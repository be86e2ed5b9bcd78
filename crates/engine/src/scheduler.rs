//! Per-unit invalidation scheduling
//!
//! Each unit has at most one active request. A request runs on the blocking
//! pool and compiles the unit's pending delta; deltas arriving while it runs
//! are folded into a single queued follow-up. Different units compile
//! concurrently and in no particular order.

use layoutd_core::{ChangeBatch, ProjectContext, RefreshSink, UnitId};
use parking_lot::Mutex;
use std::any::Any;
use std::collections::{HashMap, HashSet};
use std::panic::{self, AssertUnwindSafe};
use std::path::PathBuf;
use std::sync::atomic::{AtomicBool, Ordering};
use std::sync::Arc;
use tokio::runtime::Handle;
use tokio::sync::Notify;
use tracing::{debug, info, trace, warn};

use crate::model::CompileOutcome;
use crate::registry::ModelRegistry;

/// Refresh state shared by every unit invalidated by one batch
type RefreshTracker = Arc<AtomicBool>;

/// Delta waiting to be compiled, with the batches it came from
struct Pending {
    batch: ChangeBatch,
    trackers: Vec<RefreshTracker>,
}

impl Pending {
    fn absorb(&mut self, other: Pending) {
        self.batch.absorb(other.batch);
        self.trackers.extend(other.trackers);
    }
}

#[derive(Default)]
struct ActiveRequest {
    /// Delta for the next compile; `None` once taken by the worker
    queued: Option<Pending>,
}

struct Inner {
    registry: Arc<ModelRegistry>,
    project: Arc<dyn ProjectContext>,
    refresh: Arc<dyn RefreshSink>,
    runtime: Handle,
    active: Mutex<HashMap<UnitId, ActiveRequest>>,
    idle: Notify,
}

/// Schedules incremental compiles per unit
#[derive(Clone)]
pub struct InvalidationScheduler {
    inner: Arc<Inner>,
}

impl InvalidationScheduler {
    /// Create a scheduler running compiles on `runtime`'s blocking pool
    pub fn new(
        registry: Arc<ModelRegistry>,
        project: Arc<dyn ProjectContext>,
        refresh: Arc<dyn RefreshSink>,
        runtime: Handle,
    ) -> Self {
        Self {
            inner: Arc::new(Inner {
                registry,
                project,
                refresh,
                runtime,
                active: Mutex::new(HashMap::new()),
                idle: Notify::new(),
            }),
        }
    }

    /// Request regeneration of `units` for one batch of changes
    ///
    /// Never blocks on compilation. A unit with an active request gets the
    /// delta merged into its queued follow-up (deletion dominates); any other
    /// unit starts a new request.
    pub fn invalidate(
        &self,
        units: &HashSet<UnitId>,
        changed: &HashSet<PathBuf>,
        deleted: &HashSet<PathBuf>,
    ) {
        if units.is_empty() {
            return;
        }

        let tracker: RefreshTracker = Arc::new(AtomicBool::new(false));
        let mut started = Vec::new();

        {
            let mut active = self.inner.active.lock();
            for unit in units {
                let pending = Pending {
                    batch: ChangeBatch::from_sets(changed.clone(), deleted.clone()),
                    trackers: vec![tracker.clone()],
                };

                match active.get_mut(unit) {
                    Some(request) => {
                        trace!(unit = %unit, "Request active, merging delta");
                        match request.queued.as_mut() {
                            Some(queued) => queued.absorb(pending),
                            None => request.queued = Some(pending),
                        }
                    }
                    None => {
                        active.insert(
                            unit.clone(),
                            ActiveRequest {
                                queued: Some(pending),
                            },
                        );
                        started.push(unit.clone());
                    }
                }
            }
        }

        for unit in started {
            debug!(unit = %unit, "Starting generation request");
            let inner = self.inner.clone();
            self.inner
                .runtime
                .spawn_blocking(move || inner.run_unit(unit));
        }
    }

    /// Units with an active request, sorted
    pub fn active_units(&self) -> Vec<UnitId> {
        let mut units: Vec<_> = self.inner.active.lock().keys().cloned().collect();
        units.sort();
        units
    }

    /// Check if no request is active
    pub fn is_idle(&self) -> bool {
        self.inner.active.lock().is_empty()
    }

    /// Wait until no request is active
    pub async fn wait_idle(&self) {
        loop {
            let notified = self.inner.idle.notified();
            tokio::pin!(notified);
            notified.as_mut().enable();

            if self.is_idle() {
                return;
            }
            notified.await;
        }
    }
}

impl Inner {
    /// Worker loop for one unit: compile queued deltas until none remain
    fn run_unit(&self, unit: UnitId) {
        loop {
            let pending = {
                let mut active = self.active.lock();
                let Some(request) = active.get_mut(&unit) else {
                    break;
                };
                match request.queued.take() {
                    Some(pending) => pending,
                    None => {
                        active.remove(&unit);
                        if active.is_empty() {
                            self.idle.notify_waiters();
                        }
                        break;
                    }
                }
            };

            self.compile(&unit, pending);
        }
        trace!(unit = %unit, "Generation request finished");
    }

    fn compile(&self, unit: &UnitId, pending: Pending) {
        if self.project.is_disposed(unit) {
            debug!(unit = %unit, "Unit disposed, skipping generation");
            self.drop_queued(unit);
            return;
        }

        let Some(model) = self.registry.get(unit) else {
            debug!(unit = %unit, "No generator model registered, skipping");
            return;
        };

        // A panicking generator must not leave the unit marked active
        let result = panic::catch_unwind(AssertUnwindSafe(|| {
            model.compile(
                self.project.as_ref(),
                pending.batch.changed(),
                pending.batch.deleted(),
            )
        }));
        let result = match result {
            Ok(result) => result,
            Err(payload) => {
                warn!(unit = %unit, panic = %panic_message(payload.as_ref()), "Generator panicked");
                return;
            }
        };

        if self.project.is_disposed(unit) {
            debug!(unit = %unit, "Unit disposed during generation, discarding result");
            self.drop_queued(unit);
            return;
        }

        match result {
            Ok(CompileOutcome::Compiled) => {
                info!(unit = %unit, files = pending.batch.len(), "Generated sources updated");
                // At most one refresh per dispatched batch
                let fresh = pending
                    .trackers
                    .iter()
                    .map(|tracker| !tracker.swap(true, Ordering::AcqRel))
                    .fold(false, |any, first| any | first);
                if fresh {
                    self.refresh.request_async_refresh();
                }
            }
            Ok(CompileOutcome::Skipped) => {
                debug!(unit = %unit, "Generation skipped, output directory unresolvable");
            }
            Err(e) => {
                warn!(unit = %unit, error = %e, "Incremental generation failed");
            }
        }
    }

    fn drop_queued(&self, unit: &UnitId) {
        if let Some(request) = self.active.lock().get_mut(unit) {
            request.queued = None;
        }
    }
}

fn panic_message(payload: &(dyn Any + Send)) -> &str {
    if let Some(message) = payload.downcast_ref::<&'static str>() {
        message
    } else if let Some(message) = payload.downcast_ref::<String>() {
        message
    } else {
        "unknown panic"
    }
}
★ ★ ★ ★ ★ ★ ★
What is being asked:
Scan the entries and show every line in which the word "most" is found.

The answer:
//! Each unit has at most one active request. A request runs on the blocking
                // At most one refresh per dispatched batch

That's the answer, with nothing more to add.